Lavar Los Platos - Washing The Dishes
 

Por Leslie Ford, del Trinity College, en Oxford.
Querida Magdalena

 

Terminaba usted su última carta expresando el deseo de pensar más. Yo, por mi parte, le robaba a Aristóteles la idea de una revelación -aunque luego una colega suya del All Souls College, que tiene la amabilidad de seguir nuestro intercambio, me ha dicho que mi manera de citar a Aristóteles es, cuanto menos, “vaudevillian”.

En fin, nunca creí que su deseo y el mío iban a coincidir tan tempranamente, pero así ha sido, debido en parte a las actividades propias del 1º de enero.

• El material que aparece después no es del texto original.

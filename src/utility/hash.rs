//======---------------------------------------------------------------======//
//                                                                           //
// Copyright 2022-2023 Evan Cox <evanacox00@gmail.com>. All rights reserved. //
//                                                                           //
// Use of this source code is governed by a BSD-style license that can be    //
// found in the LICENSE.txt file at the root of this project, or at the      //
// following link: https://opensource.org/licenses/BSD-3-Clause              //
//                                                                           //
//======---------------------------------------------------------------======//

use std::collections::{HashMap, HashSet};

/// Alias for `std::collections::HashMap<K, V, ahash::RandomState>`. Every key
/// hashed in the backend is a small arena key, and ahash is much faster on
/// those than SipHash.
pub type SaHashMap<K, V> = HashMap<K, V, ahash::RandomState>;

/// Alias for `std::collections::HashSet<V, ahash::RandomState>`, see [`SaHashMap`].
pub type SaHashSet<V> = HashSet<V, ahash::RandomState>;
//======---------------------------------------------------------------======//
//                                                                           //
// Copyright 2022-2023 Evan Cox <evanacox00@gmail.com>. All rights reserved. //
//                                                                           //
// Use of this source code is governed by a BSD-style license that can be    //
// found in the LICENSE.txt file at the root of this project, or at the      //
// following link: https://opensource.org/licenses/BSD-3-Clause              //
//                                                                           //
//======---------------------------------------------------------------======//

use crate::arena::ArenaKey;
use std::iter::{Enumerate, FusedIterator};
use std::marker::PhantomData;

macro_rules! pair_iter_impl {
    ($name:ident, $t:ty $(, $lt:lifetime)*) => {
        impl<$($lt, )* Inner, K, V> $name<$($lt, )* Inner, K, V>
        where
            Inner: Iterator<Item = $t>,
            K: ArenaKey,
            $(V: $lt)*
        {
            pub(crate) fn with_inner(inner: Inner) -> Self {
                Self {
                    inner: inner.enumerate(),
                    _unused: PhantomData,
                }
            }
        }

        impl<$($lt, )* Inner, K, V> Iterator for $name<$($lt, )* Inner, K, V>
        where
            Inner: Iterator<Item = $t>,
            K: ArenaKey,
            $(V: $lt)*
        {
            type Item = (K, $t);

            fn next(&mut self) -> Option<Self::Item> {
                self.inner.next().map(|(i, val)| (K::key_new(i), val))
            }

            fn size_hint(&self) -> (usize, Option<usize>) {
                self.inner.size_hint()
            }
        }

        impl<$($lt, )* Inner, K, V> DoubleEndedIterator for $name<$($lt, )* Inner, K, V>
        where
            Inner: Iterator<Item = $t> + DoubleEndedIterator + ExactSizeIterator,
            K: ArenaKey,
            $(V: $lt)*
        {
            fn next_back(&mut self) -> Option<Self::Item> {
                self.inner.next_back().map(|(i, val)| (K::key_new(i), val))
            }
        }

        impl<$($lt, )* Inner, K, V> ExactSizeIterator for $name<$($lt, )* Inner, K, V>
        where
            Inner: Iterator<Item = $t> + ExactSizeIterator,
            K: ArenaKey,
            $(V: $lt)*
        {
            fn len(&self) -> usize {
                self.inner.len()
            }
        }

        impl<$($lt, )* Inner, K, V> FusedIterator for $name<$($lt, )* Inner, K, V>
        where
            Inner: Iterator<Item = $t> + FusedIterator,
            K: ArenaKey,
            $(V: $lt)*
        {}
    }
}

/// Helper type for `.iter()` on an [`ArenaMap`](crate::arena::ArenaMap).
#[derive(Debug)]
pub struct Iter<'a, Inner, K, V>
where
    Inner: Iterator<Item = &'a V>,
    K: ArenaKey,
    V: 'a,
{
    inner: Enumerate<Inner>,
    _unused: PhantomData<fn() -> K>,
}

pair_iter_impl!(Iter, &'a V, 'a);

/// Helper type for `.iter_mut()` on an [`ArenaMap`](crate::arena::ArenaMap).
#[derive(Debug)]
pub struct IterMut<'a, Inner, K, V>
where
    Inner: Iterator<Item = &'a mut V>,
    K: ArenaKey,
    V: 'a,
{
    inner: Enumerate<Inner>,
    _unused: PhantomData<fn() -> K>,
}

pair_iter_impl!(IterMut, &'a mut V, 'a);

/// Iterates over every key of an [`ArenaMap`](crate::arena::ArenaMap) in
/// allocation order.
///
/// ```
/// # use garnet::arena_key;
/// # use garnet::arena::*;
/// arena_key! { struct K; }
/// let mut map = ArenaMap::<K, i32>::new();
/// let k1 = map.insert(1);
/// let k2 = map.insert(2);
/// let mut keys = map.keys();
/// assert_eq!(keys.next(), Some(k1));
/// assert_eq!(keys.next(), Some(k2));
/// ```
#[derive(Copy, Clone, Debug)]
pub struct Keys<K: ArenaKey> {
    pos: usize,
    reverse_pos: usize,
    _unused: PhantomData<fn() -> K>,
}

impl<K: ArenaKey> Keys<K> {
    pub(super) fn with_len(len: usize) -> Self {
        Self {
            pos: 0,
            reverse_pos: len,
            _unused: PhantomData,
        }
    }
}

impl<K: ArenaKey> Iterator for Keys<K> {
    type Item = K;

    fn next(&mut self) -> Option<Self::Item> {
        if self.pos < self.reverse_pos {
            self.pos += 1;

            Some(K::key_new(self.pos - 1))
        } else {
            None
        }
    }

    fn size_hint(&self) -> (usize, Option<usize>) {
        let size = self.reverse_pos - self.pos;

        (size, Some(size))
    }
}

impl<K: ArenaKey> DoubleEndedIterator for Keys<K> {
    fn next_back(&mut self) -> Option<Self::Item> {
        if self.pos < self.reverse_pos {
            self.reverse_pos -= 1;

            Some(K::key_new(self.reverse_pos))
        } else {
            None
        }
    }
}

impl<K: ArenaKey> ExactSizeIterator for Keys<K> {}

impl<K: ArenaKey> FusedIterator for Keys<K> {}
//======---------------------------------------------------------------======//
//                                                                           //
// Copyright 2022-2023 Evan Cox <evanacox00@gmail.com>. All rights reserved. //
//                                                                           //
// Use of this source code is governed by a BSD-style license that can be    //
// found in the LICENSE.txt file at the root of this project, or at the      //
// following link: https://opensource.org/licenses/BSD-3-Clause              //
//                                                                           //
//======---------------------------------------------------------------======//

use crate::arena;
use crate::arena::{
    iter::{Iter, IterMut, Keys},
    ArenaKey,
};
use std::fmt::{Debug, Formatter};
use std::marker::PhantomData;
use std::ops::{Index, IndexMut};
use std::{fmt, slice};

#[cfg(feature = "enable-serde")]
use serde::{Deserialize, Serialize};

/// A primary mapping of `K -> V` that only ever grows.
///
/// This is a typed wrapper around `Vec<V>`: keys are handed out by [`Self::insert`]
/// in increasing order and stay valid for the lifetime of the map. Indexing with
/// a key from a different map of the same key type is a bug that may or may not
/// be caught, so keep keys next to the map that issued them.
///
/// ```
/// # use garnet::dense_arena_key;
/// # use garnet::arena::ArenaMap;
/// dense_arena_key! {
///     struct Block;
/// }
///
/// let mut blocks = ArenaMap::new();
/// let bb: Block = blocks.insert("entry");
///
/// assert_eq!(blocks[bb], "entry");
/// ```
#[derive(Clone)]
#[cfg_attr(feature = "enable-serde", derive(Serialize, Deserialize))]
pub struct ArenaMap<K: ArenaKey, V> {
    slots: Vec<V>,
    _unused: PhantomData<fn() -> K>,
}

impl<K: ArenaKey, V> ArenaMap<K, V> {
    /// Creates a new, empty arena.
    #[inline]
    pub fn new() -> Self {
        Self {
            slots: Vec::default(),
            _unused: PhantomData,
        }
    }

    /// Creates an empty arena with room for `capacity` values.
    #[inline]
    pub fn with_capacity(capacity: usize) -> Self {
        Self {
            slots: Vec::with_capacity(capacity),
            _unused: PhantomData,
        }
    }

    /// Checks if a given key has been returned from [`Self::insert`] at some point.
    ///
    /// ```
    /// # use garnet::arena_key;
    /// # use garnet::arena::*;
    /// # arena_key! { struct Key; }
    /// let mut map = ArenaMap::default();
    /// let k1: Key = map.insert(true);
    /// let k2 = map.next_key();
    /// assert!(map.contains(k1));
    /// assert!(!map.contains(k2));
    /// ```
    #[inline]
    pub fn contains(&self, key: K) -> bool {
        key.key_index() < self.slots.len()
    }

    /// Gets the value associated with a key, or `None` if the key was never issued.
    #[inline]
    pub fn get(&self, key: K) -> Option<&V> {
        self.slots.get(key.key_index())
    }

    /// Gets the value associated with a key, or `None` if the key was never issued.
    #[inline]
    pub fn get_mut(&mut self, key: K) -> Option<&mut V> {
        self.slots.get_mut(key.key_index())
    }

    /// Gets mutable references to two distinct values at once.
    ///
    /// This is what lets an edge be added to both of its endpoints in one step.
    /// Panics if `a == b` or if either key is invalid.
    ///
    /// ```
    /// # use garnet::arena_key;
    /// # use garnet::arena::*;
    /// # arena_key! { struct Key; }
    /// let mut map = ArenaMap::default();
    /// let k1: Key = map.insert(1);
    /// let k2 = map.insert(2);
    /// let (a, b) = map.get_pair_mut(k1, k2);
    /// std::mem::swap(a, b);
    /// assert_eq!(map[k1], 2);
    /// ```
    pub fn get_pair_mut(&mut self, a: K, b: K) -> (&mut V, &mut V) {
        let (i, j) = (a.key_index(), b.key_index());

        assert_ne!(i, j, "tried to mutably borrow the same `ArenaMap` slot twice");

        if i < j {
            let (head, tail) = self.slots.split_at_mut(j);

            (&mut head[i], &mut tail[0])
        } else {
            let (head, tail) = self.slots.split_at_mut(i);

            (&mut tail[0], &mut head[j])
        }
    }

    /// Adds a value into the arena and returns the key that refers to it.
    #[inline]
    pub fn insert(&mut self, value: V) -> K {
        self.slots.push(value);

        K::key_new(self.slots.len() - 1)
    }

    /// Gets the key that the next [`Self::insert`] call will return. The key
    /// is not valid until that call happens.
    ///
    /// ```
    /// # use garnet::arena_key;
    /// # use garnet::arena::*;
    /// # arena_key! { struct Key; }
    /// let mut map = ArenaMap::default();
    /// let k1: Key = map.next_key();
    /// let k2 = map.insert(0);
    /// assert_eq!(k1, k2);
    /// ```
    #[inline]
    pub fn next_key(&self) -> K {
        K::key_new(self.slots.len())
    }

    /// Gets the number of values in the arena.
    #[inline]
    pub fn len(&self) -> usize {
        self.slots.len()
    }

    /// Checks if the arena is empty.
    #[inline]
    pub fn is_empty(&self) -> bool {
        self.slots.is_empty()
    }

    /// Iterates over the valid keys in increasing order.
    pub fn keys(&self) -> Keys<K> {
        Keys::with_len(self.slots.len())
    }

    /// Iterates over the values in key order.
    pub fn values(&self) -> slice::Iter<'_, V> {
        self.slots.iter()
    }

    /// Iterates over `(key, value)` pairs in key order.
    pub fn iter(&self) -> impl Iterator<Item = (K, &V)> + DoubleEndedIterator + ExactSizeIterator {
        Iter::with_inner(self.slots.iter())
    }

    /// Iterates over `(key, value)` pairs in key order, mutably.
    pub fn iter_mut(
        &mut self,
    ) -> impl Iterator<Item = (K, &mut V)> + DoubleEndedIterator + ExactSizeIterator {
        IterMut::with_inner(self.slots.iter_mut())
    }
}

impl<K: ArenaKey, V> FromIterator<V> for ArenaMap<K, V> {
    fn from_iter<T: IntoIterator<Item = V>>(iter: T) -> Self {
        Self {
            slots: Vec::from_iter(iter),
            _unused: PhantomData,
        }
    }
}

impl<K: ArenaKey, V> Default for ArenaMap<K, V> {
    fn default() -> Self {
        Self::new()
    }
}

impl<K, V> PartialEq for ArenaMap<K, V>
where
    K: ArenaKey,
    V: PartialEq,
{
    fn eq(&self, other: &Self) -> bool {
        self.values().eq(other.values())
    }
}

impl<K, V> Eq for ArenaMap<K, V>
where
    K: ArenaKey,
    V: Eq,
{
}

impl<K, V> Debug for ArenaMap<K, V>
where
    K: ArenaKey,
    V: Debug,
{
    fn fmt(&self, f: &mut Formatter<'_>) -> fmt::Result {
        arena::debug_write_map(f, "ArenaMap", self.iter())
    }
}

impl<K: ArenaKey, V> Index<K> for ArenaMap<K, V> {
    type Output = V;

    fn index(&self, key: K) -> &Self::Output {
        self.slots
            .get(key.key_index())
            .expect("tried to access invalid key on `ArenaMap`")
    }
}

impl<K: ArenaKey, V> IndexMut<K> for ArenaMap<K, V> {
    fn index_mut(&mut self, key: K) -> &mut Self::Output {
        self.slots
            .get_mut(key.key_index())
            .expect("tried to access invalid key on `ArenaMap`")
    }
}

#[cfg(test)]
mod tests {
    use super::*;
    use crate::dense_arena_key;

    dense_arena_key! { struct E; }

    #[test]
    #[should_panic(expected = "tried to access invalid key on `ArenaMap`")]
    fn out_of_bounds() {
        // hide the stack trace, assuming this test panics as it's supposed to.
        std::panic::set_hook(Box::new(|_| {}));

        let mut m1 = ArenaMap::<E, i32>::new();
        let m2 = ArenaMap::<E, i32>::new();

        let k = m1.insert(6);

        let _ = m2[k];
    }

    #[test]
    fn insert_and_keys() {
        let mut m = ArenaMap::new();
        let k0: E = m.insert(12);
        let k1 = m.insert(33);

        assert_eq!(m[k0], 12);
        assert_eq!(m[k1], 33);

        let v: Vec<E> = m.keys().collect();
        assert_eq!(v, [k0, k1]);
    }

    #[test]
    fn get_pair_mut_both_orders() {
        let mut m = ArenaMap::new();
        let k0: E = m.insert(vec![0]);
        let k1 = m.insert(vec![1]);

        {
            let (a, b) = m.get_pair_mut(k0, k1);
            a.push(10);
            b.push(11);
        }

        {
            let (b, a) = m.get_pair_mut(k1, k0);
            a.push(20);
            b.push(21);
        }

        assert_eq!(m[k0], [0, 10, 20]);
        assert_eq!(m[k1], [1, 11, 21]);
    }

    #[test]
    #[should_panic(expected = "tried to mutably borrow the same `ArenaMap` slot twice")]
    fn get_pair_mut_same_key() {
        // hide the stack trace, assuming this test panics as it's supposed to.
        std::panic::set_hook(Box::new(|_| {}));

        let mut m = ArenaMap::new();
        let k0: E = m.insert(0);

        let _ = m.get_pair_mut(k0, k0);
    }

    #[test]
    fn iter_rev() {
        let mut m: ArenaMap<E, usize> = ArenaMap::new();

        m.insert(12);
        m.insert(33);

        let pairs: Vec<(usize, usize)> = m.iter().rev().map(|(k, v)| (k.key_index(), *v)).collect();

        assert_eq!(pairs, [(1, 33), (0, 12)]);
    }

    #[test]
    fn debug() {
        let mut m = ArenaMap::<E, i32>::new();

        let _ = m.insert(15);
        let _ = m.insert(20);

        assert_eq!(format!("{m:?}"), "ArenaMap {E(0): 15, E(1): 20}");
    }
}
//======---------------------------------------------------------------======//
//                                                                           //
// Copyright 2022-2023 Evan Cox <evanacox00@gmail.com>. All rights reserved. //
//                                                                           //
// Use of this source code is governed by a BSD-style license that can be    //
// found in the LICENSE.txt file at the root of this project, or at the      //
// following link: https://opensource.org/licenses/BSD-3-Clause              //
//                                                                           //
//======---------------------------------------------------------------======//

use crate::arena::ArenaMap;
use crate::cfg::{BasicBlock, Block, BlockIdIssuer, BlockKind, CfgError, CommRegistry};
use crate::utility::PackedOption;
use std::iter::Copied;
use std::slice;

/// The per-procedure state of the backend: the basic blocks, their order,
/// and the communication units registered for them.
///
/// Blocks are allocated with [`Self::create_block`] and only become part of
/// the procedure once [`Self::append_block`] registers them in the block list.
/// The entry block and everything reachable from it is what the walkers see,
/// the block list is what code generation emits.
#[derive(Clone, Debug)]
pub struct BackendInfo {
    ids: BlockIdIssuer,
    blocks: ArenaMap<Block, BasicBlock>,
    layout: Vec<Block>,
    entry: PackedOption<Block>,
    registry: CommRegistry,
}

impl BackendInfo {
    /// Creates an empty backend state that gets its block ids from `ids`.
    pub fn new(ids: BlockIdIssuer) -> Self {
        Self {
            ids,
            blocks: ArenaMap::default(),
            layout: Vec::default(),
            entry: PackedOption::none(),
            registry: CommRegistry::default(),
        }
    }

    /// Allocates a block with a fresh program-wide id, no edges, no statements
    /// and no receivers. The block is not part of the block list yet.
    pub fn create_block(&mut self, kind: BlockKind) -> Block {
        let id = self.ids.issue();

        self.blocks.insert(BasicBlock::new(id, kind))
    }

    /// Registers a block at the end of the procedure's block list.
    pub fn append_block(&mut self, block: Block) {
        debug_assert!(!self.is_block_registered(block), "block registered twice");

        self.layout.push(block);
    }

    /// Checks if a block has been registered in the block list.
    pub fn is_block_registered(&self, block: Block) -> bool {
        self.layout.contains(&block)
    }

    /// Iterates over the block list in order.
    pub fn blocks(&self) -> Copied<slice::Iter<'_, Block>> {
        self.layout.iter().copied()
    }

    /// Gets the number of blocks in the block list.
    pub fn num_blocks(&self) -> usize {
        self.layout.len()
    }

    /// Gets the number of blocks ever allocated, registered or not.
    pub fn num_allocated_blocks(&self) -> usize {
        self.blocks.len()
    }

    /// Resolves a block.
    #[inline]
    pub fn block(&self, block: Block) -> &BasicBlock {
        &self.blocks[block]
    }

    /// Resolves a block.
    #[inline]
    pub fn block_mut(&mut self, block: Block) -> &mut BasicBlock {
        &mut self.blocks[block]
    }

    /// The block the procedure starts executing at.
    #[inline]
    pub fn entry_block(&self) -> Option<Block> {
        self.entry.expand()
    }

    /// Sets the entry block.
    pub fn set_entry_block(&mut self, block: Block) {
        self.entry = PackedOption::some(block);
    }

    /// Adds the edge `from -> to`, updating both sides.
    pub fn add_exit(&mut self, from: Block, to: Block) {
        if from == to {
            let bb = &mut self.blocks[from];

            bb.push_exit(from);
            bb.push_entry(from);
        } else {
            let (pred, succ) = self.blocks.get_pair_mut(from, to);

            pred.push_exit(to);
            succ.push_entry(from);
        }
    }

    /// Adds the edge `from -> to`, updating both sides. Same as [`Self::add_exit`]
    /// with the arguments flipped.
    pub fn add_entry(&mut self, to: Block, from: Block) {
        self.add_exit(from, to);
    }

    /// Clears the exit list of `block`. The predecessors' entry lists of the
    /// old successors are left alone.
    pub fn remove_all_exits(&mut self, block: Block) {
        self.blocks[block].clear_exits();
    }

    /// Clears the entry list of `block`. The exit lists of the old
    /// predecessors are left alone.
    pub fn remove_all_entries(&mut self, block: Block) {
        self.blocks[block].clear_entries();
    }

    /// Gets the `index`-th predecessor of `block`.
    pub fn nth_entry(&self, block: Block, index: usize) -> Result<Block, CfgError> {
        let bb = &self.blocks[block];

        bb.entries()
            .get(index)
            .copied()
            .ok_or(CfgError::EntryOutOfRange {
                block: bb.id(),
                index,
                len: bb.num_entries(),
            })
    }

    /// Gets the `index`-th successor of `block`.
    pub fn nth_exit(&self, block: Block, index: usize) -> Result<Block, CfgError> {
        let bb = &self.blocks[block];

        bb.exits()
            .get(index)
            .copied()
            .ok_or(CfgError::ExitOutOfRange {
                block: bb.id(),
                index,
                len: bb.num_exits(),
            })
    }

    /// The communication units of the procedure.
    #[inline]
    pub fn registry(&self) -> &CommRegistry {
        &self.registry
    }

    /// The communication units of the procedure.
    #[inline]
    pub fn registry_mut(&mut self) -> &mut CommRegistry {
        &mut self.registry
    }
}

#[cfg(test)]
mod tests {
    use super::*;

    fn chain(info: &mut BackendInfo, kinds: &[BlockKind]) -> Vec<Block> {
        let blocks: Vec<Block> = kinds
            .iter()
            .map(|kind| {
                let bb = info.create_block(*kind);

                info.append_block(bb);

                bb
            })
            .collect();

        for pair in blocks.windows(2) {
            info.add_exit(pair[0], pair[1]);
        }

        blocks
    }

    #[test]
    fn edges_are_symmetric() {
        let mut info = BackendInfo::new(BlockIdIssuer::new());
        let b = chain(&mut info, &[BlockKind::Seq, BlockKind::BeginVertex, BlockKind::Seq]);

        info.add_entry(b[0], b[2]);

        assert_eq!(info.block(b[0]).exits(), [b[1]]);
        assert_eq!(info.block(b[0]).entries(), [b[2]]);
        assert_eq!(info.block(b[1]).entries(), [b[0]]);
        assert_eq!(info.block(b[2]).exits(), [b[0]]);
        assert_eq!(info.nth_exit(b[1], 0), Ok(b[2]));
        assert_eq!(info.nth_entry(b[1], 0), Ok(b[0]));
    }

    #[test]
    fn self_loop() {
        let mut info = BackendInfo::new(BlockIdIssuer::new());
        let bb = info.create_block(BlockKind::WhileCond);

        info.add_exit(bb, bb);

        assert_eq!(info.block(bb).exits(), [bb]);
        assert_eq!(info.block(bb).entries(), [bb]);
    }

    #[test]
    fn out_of_range_edges() {
        let mut info = BackendInfo::new(BlockIdIssuer::new());
        let b = chain(&mut info, &[BlockKind::Seq, BlockKind::Seq]);

        assert_eq!(
            info.nth_entry(b[0], 0),
            Err(CfgError::EntryOutOfRange {
                block: info.block(b[0]).id(),
                index: 0,
                len: 0
            })
        );
        assert_eq!(
            info.nth_exit(b[0], 1),
            Err(CfgError::ExitOutOfRange {
                block: info.block(b[0]).id(),
                index: 1,
                len: 1
            })
        );
    }

    #[test]
    fn edge_removal_is_one_sided() {
        let mut info = BackendInfo::new(BlockIdIssuer::new());
        let b = chain(&mut info, &[BlockKind::Seq, BlockKind::Seq]);

        info.remove_all_exits(b[0]);

        assert!(info.block(b[0]).exits().is_empty());
        assert_eq!(info.block(b[1]).entries(), [b[0]]);

        info.remove_all_entries(b[1]);

        assert!(info.block(b[1]).entries().is_empty());
    }

    #[test]
    fn creation_does_not_register() {
        let mut info = BackendInfo::new(BlockIdIssuer::new());
        let a = info.create_block(BlockKind::Seq);
        let b = info.create_block(BlockKind::Seq);

        info.append_block(b);

        assert!(!info.is_block_registered(a));
        assert!(info.is_block_registered(b));
        assert_eq!(info.blocks().collect::<Vec<_>>(), [b]);
        assert_eq!(info.num_blocks(), 1);
        assert_eq!(info.num_allocated_blocks(), 2);
        assert_ne!(info.block(a).id(), info.block(b).id());
    }

    #[test]
    fn ids_are_shared_between_procedures() {
        let ids = BlockIdIssuer::new();
        let mut first = BackendInfo::new(ids.clone());
        let mut second = BackendInfo::new(ids);

        let a = first.create_block(BlockKind::Seq);
        let b = second.create_block(BlockKind::Seq);
        let c = first.create_block(BlockKind::Seq);

        let mut seen = vec![
            first.block(a).id(),
            second.block(b).id(),
            first.block(c).id(),
        ];

        seen.sort();
        seen.dedup();

        assert_eq!(seen.len(), 3);
    }
}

No me he detenido a pensarlo mucho -y espero que ningún fellow del All Souls me lo eche en cara-, pero me atrevo a aventurar que la mayoría de los maridos pertenecientes a la familia académica, dedica gran parte del primer día del año a lavar los platos. (Y si no es así, al menos no estoy citando impropiamente a Aristóteles, lo cual convierte mi pecado en remisible. Si durante ese tiempo, además, algunas esposas duermen la siesta, es algo que dejaremos para otro análisis).

Lavar los platos. El volumen de platos sucios que puede llegar a acumularse en una comida de Fin de Año es algo que escapa a mi capacidad de comprensión, así que lo dejo a un lado, como cosa que requiere una inteligencia superior a la que me ha sido concedida por el Creador. Lo realmente significativo es que, en mi caso, cada una de esas piezas -los platos de sitio y los correspondientes a cada etapa de la comida: la entrada, el principal y los postres; las copas, los cubiertos y los vasos- forma parte de un juego de Christofle que está en mi familia desde finales del siglo XIX. Cada cosita hay que trabajarla individualmente: no hay economías de escala. Y, con movimientos suficientemente reposados, hay que asegurarse de que nada se romperá, y que las maletas de madera laqueada donde todo se guarda llegarán vivas hasta la siguiente generación.

Enfrentado a una tarea así, un Bibliotecario inglés, tiende a rebelarse interiormente contra su destino. Quizás piense por un momento que, de haber nacido un par de generaciones atrás, no estaría ahora realizando actividades tan típicamente femeninas. Podemos suponer incluso que, haciendo un exceso, le eche de pasada una maldición a Simone de Beauvoir y a las feministas de todas las tendencias. 
Pero, si juzgo por mi experiencia de hoy, esos enojos duran poco. No lo sé: será algo en la esponja y en el detergente, algo en el agua tibia y en la espuma, pero a los pocos minutos, me encontraba yo atareado, pero no rabioso. Y -esto es lo esencial-, me encontraba yo pensando.
El contenido de mis pensamientos no es tan importante como el hecho mismo de pensar. Porque un pensamiento puede ser decepcionante, pero pensar es un acto que siempre vale la pena.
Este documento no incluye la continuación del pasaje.